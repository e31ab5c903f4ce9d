//! Streamed-upload terminal module

use std::sync::Arc;

use bytes::BytesMut;

use crate::http::body::BodyPart;
use crate::http::handler::HandlerStage;
use crate::http::module::{HandlerData, HttpModule, ModuleError, ModuleOutcome};
use crate::http::response::Response;
use crate::net::conn::Connection;

const STATE_KEY: &str = "upload";

/// Collects the streamed request body and echoes it back once the last
/// part has arrived.
#[derive(Debug, Default)]
pub struct UploadModule;

impl UploadModule {
    pub fn new() -> Self {
        Self
    }

    fn finish(
        &self,
        conn: &Arc<Connection>,
        data: &mut HandlerData,
        stage: &HandlerStage,
    ) -> Result<ModuleOutcome, ModuleError> {
        let collected = std::mem::take(data.module_state_mut(STATE_KEY, BytesMut::new));
        let mut response = Response::with_version(200, data.request.version);
        response.set_header("Content-Type", "application/octet-stream");
        response.set_header("Content-Length", collected.len().to_string());
        stage
            .respond(conn, data, response, collected.freeze())
            .map_err(|_| ModuleError::Failed {
                module: self.name().to_string(),
                reason: "writer unavailable".to_string(),
            })?;
        Ok(ModuleOutcome::Stop)
    }
}

impl HttpModule for UploadModule {
    fn name(&self) -> &'static str {
        "upload"
    }

    fn process_input(
        &self,
        conn: &Arc<Connection>,
        data: &mut HandlerData,
        stage: &HandlerStage,
        part: &mut Option<BodyPart>,
    ) -> Result<ModuleOutcome, ModuleError> {
        match part.take() {
            None => {
                // Head delivery. A bodyless request uploads nothing.
                if data.request.has_body() {
                    Ok(ModuleOutcome::Stop)
                } else {
                    self.finish(conn, data, stage)
                }
            }
            Some(part) => {
                let is_last = part.is_last;
                if let Some(bytes) = part.data() {
                    data.module_state_mut(STATE_KEY, BytesMut::new)
                        .extend_from_slice(bytes);
                }
                if is_last {
                    self.finish(conn, data, stage)
                } else {
                    Ok(ModuleOutcome::Stop)
                }
            }
        }
    }
}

● REQUIRED WORK: What is needed is the number of lines in these entries that include the word "BodyPart"; please give it alone.

● ANSWER TO THIS EXERCISE: 2